Davenport is clear: She does not believe that Henry had anything to do with the pornography hack.
“I don’t know that it was all the same people, nor did I ever insinuate that it was C.P. Henry that did it. C.P. Henry just worked for my opponent,” she said.
She and I went over that point a few times.
“My website being hacked had nothing to do with political consultants,” she said again. “The website hacking and the porn and all that, that had nothing to do with C.P. Henry.”
Unless you read Dave Lieber. The headline on his piece about Henry and Davenport was: “Despite threats and reputation destruction, Richardson ISD candidate stands up to the establishment.” The piece closely followed a line Lieber has been pitching in occasional columns and stories to the effect that the Texas system of public education is a self-serving, massively intransigent, bureaucratic and political behemoth devoted only to its own survival and comfort.
I agree with all that.
Lieber ties all of that into a dark conspiratorial view in which cloak-and-dagger skullduggery lurks behind every tree. I agree with that, too. Mostly. A lot. Often.
But you still have to be careful what you say about people. You can’t take a guy like C.P. Henry, who is a respectable, normal, decent human being and member of the community, and imply broadly in the newspaper that he’s a pornographer unless you can prove it dead to rights. You especially can’t do it if a little bit of Google ingenuity would have shown you there was a national WordPress hack going on.
My impression from reading Lieber’s piece is that he wanted Henry to be a hacker really badly in order to buttress a line Lieber preaches about public education: “That's the problem with many school districts in Texas,” he says. “If you buck the party line, you pay a price. That price comes in many ways — from social ostracism to rumors designed to damage a volunteer board member's reputation.”
Lieber, who was a consumer watchdog at the Fort Worth Star-Telegram before the News, seems sublimely unaware that what he’s talking about is called politics. The perils he describes — ostracism, rumors, personal attacks — are the price of admission for political activity. If you can’t pay that price, if you can’t stand up to it and prevail against it, then you need to stay out of politics — which, by the way, sounds like a great place for Lieber.
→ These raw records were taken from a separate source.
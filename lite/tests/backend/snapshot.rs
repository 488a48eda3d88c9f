use std::collections::BTreeMap;

use shardline_common::types::stream::{RetentionChange, StreamStatus};
use shardline_lite::backend::{
    Backend, BackendConfig,
    error::{SnapshotError, UpdateShardCountError},
    snapshot::Snapshot,
};

use crate::common::*;

#[test]
fn test_snapshot_restores_state() {
    let backend = create_backend();
    let stream = test_stream_name("snap");
    backend.create_stream(stream.clone(), 2).unwrap();
    backend.update_shard_count(stream.clone(), 3).unwrap();
    backend
        .update_retention_period(stream.clone(), RetentionChange::Increase, 96)
        .unwrap();
    backend
        .add_tags_to_stream(stream.clone(), BTreeMap::from([tag("env", "test")]))
        .unwrap();

    let dir = tempfile::tempdir().unwrap();
    let path = dir.path().join("state").join("snapshot.json");
    backend.snapshot().save(&path).unwrap();

    let restored =
        Backend::from_snapshot(BackendConfig::default(), Snapshot::load(&path).unwrap()).unwrap();
    assert_eq!(restored.snapshot(), backend.snapshot());

    // New shards continue the id sequence after a restore.
    restored.update_shard_count(stream.clone(), 4).unwrap();
    let shards = all_shards(&restored, &stream);
    assert_eq!(shards.last().unwrap().shard_id.as_ref(), "shardId-000000000008");
}

#[test]
fn test_missing_snapshot_is_empty() {
    let dir = tempfile::tempdir().unwrap();
    let snapshot = Snapshot::load(&dir.path().join("absent.json")).unwrap();
    assert!(snapshot.streams.is_empty());
}

#[test]
fn test_corrupt_snapshot_is_rejected() {
    let dir = tempfile::tempdir().unwrap();
    let path = dir.path().join("snapshot.json");
    std::fs::write(&path, "{not json").unwrap();
    assert!(matches!(Snapshot::load(&path), Err(SnapshotError::Format(_))));
}

#[test]
fn test_snapshot_with_coverage_gap_is_rejected() {
    let backend = create_backend();
    backend.create_stream(test_stream_name("gap"), 2).unwrap();
    let mut snapshot = backend.snapshot();
    snapshot.streams[0].shards.pop();

    assert!(matches!(
        Backend::from_snapshot(BackendConfig::default(), snapshot),
        Err(SnapshotError::Content(e)) if e.field == "HashKeyRange"
    ));
}

#[test]
fn test_restored_stream_in_transition_rejects_updates() {
    let backend = create_backend();
    let stream = test_stream_name("updating");
    backend.create_stream(stream.clone(), 1).unwrap();
    let mut snapshot = backend.snapshot();
    snapshot.streams[0].stream_status = StreamStatus::Updating.into();

    let restored = Backend::from_snapshot(BackendConfig::default(), snapshot).unwrap();
    assert!(matches!(
        restored.update_shard_count(stream, 2),
        Err(UpdateShardCountError::StreamNotActive(e)) if e.status == StreamStatus::Updating
    ));
}

/// A stream with two closed parents and three open children.
fn rescaled_snapshot() -> Snapshot {
    let backend = create_backend();
    let stream = test_stream_name("counters");
    backend.create_stream(stream.clone(), 2).unwrap();
    backend.update_shard_count(stream, 3).unwrap();
    backend.snapshot()
}

fn assert_inconsistent(snapshot: Snapshot, problem: &str) {
    match Backend::from_snapshot(BackendConfig::default(), snapshot) {
        Err(SnapshotError::Inconsistent(e)) => {
            assert!(e.problem.contains(problem), "unexpected problem: {}", e.problem)
        }
        other => panic!("expected an inconsistent snapshot, got {other:?}"),
    }
}

#[test]
fn test_snapshot_with_stale_shard_index_is_rejected() {
    let mut snapshot = rescaled_snapshot();
    snapshot.streams[0].next_shard_index = 0;
    assert_inconsistent(snapshot, "would assign `shardId-000000000000` next");

    let mut snapshot = rescaled_snapshot();
    snapshot.streams[0].next_shard_index = 4;
    assert_inconsistent(snapshot, "shardId-000000000004");
}

#[test]
fn test_snapshot_with_stale_sequence_number_is_rejected() {
    let mut snapshot = rescaled_snapshot();
    // Open children start at 2.
    snapshot.streams[0].next_sequence_number = 2;
    assert_inconsistent(snapshot, "would reuse sequence number 2");

    let mut snapshot = rescaled_snapshot();
    snapshot.streams[0].shards[1].sequence_number_range.starting_sequence_number =
        "5".parse().unwrap();
    snapshot.streams[0].shards[1].sequence_number_range.ending_sequence_number =
        Some("7".parse().unwrap());
    assert_inconsistent(snapshot, "would reuse sequence number 7");
}

#[test]
fn test_snapshot_with_repeated_shard_id_is_rejected() {
    let mut snapshot = rescaled_snapshot();
    let first = snapshot.streams[0].shards[0].shard_id.clone();
    snapshot.streams[0].shards[1].shard_id = first;
    assert_inconsistent(snapshot, "repeats shard id `shardId-000000000000`");
}

#[test]
fn test_snapshot_with_unordered_shards_is_rejected() {
    let mut snapshot = rescaled_snapshot();
    snapshot.streams[0].shards.swap(0, 1);
    assert_inconsistent(snapshot, "out of id order");
}

#[test]
fn test_consistent_snapshot_keeps_shard_ids_unique_after_rescale() {
    let snapshot = rescaled_snapshot();
    let stream = snapshot.streams[0].stream_name.clone();
    let restored = Backend::from_snapshot(BackendConfig::default(), snapshot).unwrap();
    restored.update_shard_count(stream.clone(), 6).unwrap();

    let ids: Vec<_> = all_shards(&restored, &stream)
        .into_iter()
        .map(|shard| shard.shard_id)
        .collect();
    assert_eq!(ids.len(), 11);
    assert!(ids.windows(2).all(|pair| pair[0] < pair[1]));
}
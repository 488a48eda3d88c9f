/// Shard quota of an account and how much of it is in use.
#[derive(Debug, Clone, Copy, PartialEq, Eq)]
pub struct AccountLimits {
    pub shard_limit: u32,
    pub open_shard_count: u32,
}

impl AccountLimits {
    pub fn available(&self) -> u32 {
        self.shard_limit.saturating_sub(self.open_shard_count)
    }
}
But even at that, there are still limits. You can’t just make up the most awful thing you can imagine about somebody and then slap it in the newspaper like it’s a joke. And if hacking is going to continue to be the most important element on the political horizon, then we all have an even greater obligation to treat it soberly and with extreme caution.
“I’d probably walk away from all this tomorrow,” Henry told me last week, “and just go work in the nonprofit arena. It makes you want to get out of this. It’s on both sides. It’s just gotten so acerbic and vitriolic.”
I started Friday trying to reach Lieber through his email and voicemail but also through an editor at the News and through Lieber’s assistant. I sent a full description of what I was up to and wanted to write about, so there could be no suggestion of ambush. I asked Lieber for permission to use his Superman photo of himself, and I reminded him again an hour and a half before my deadline that we needed to talk.
I never heard back. That means, among other things, I did not get permission to use the Superman photo, which is OK. It might be time to retire that one anyway. I’m thinking something more in the line of a chicken suit might be appropriate. Bawk-bawk.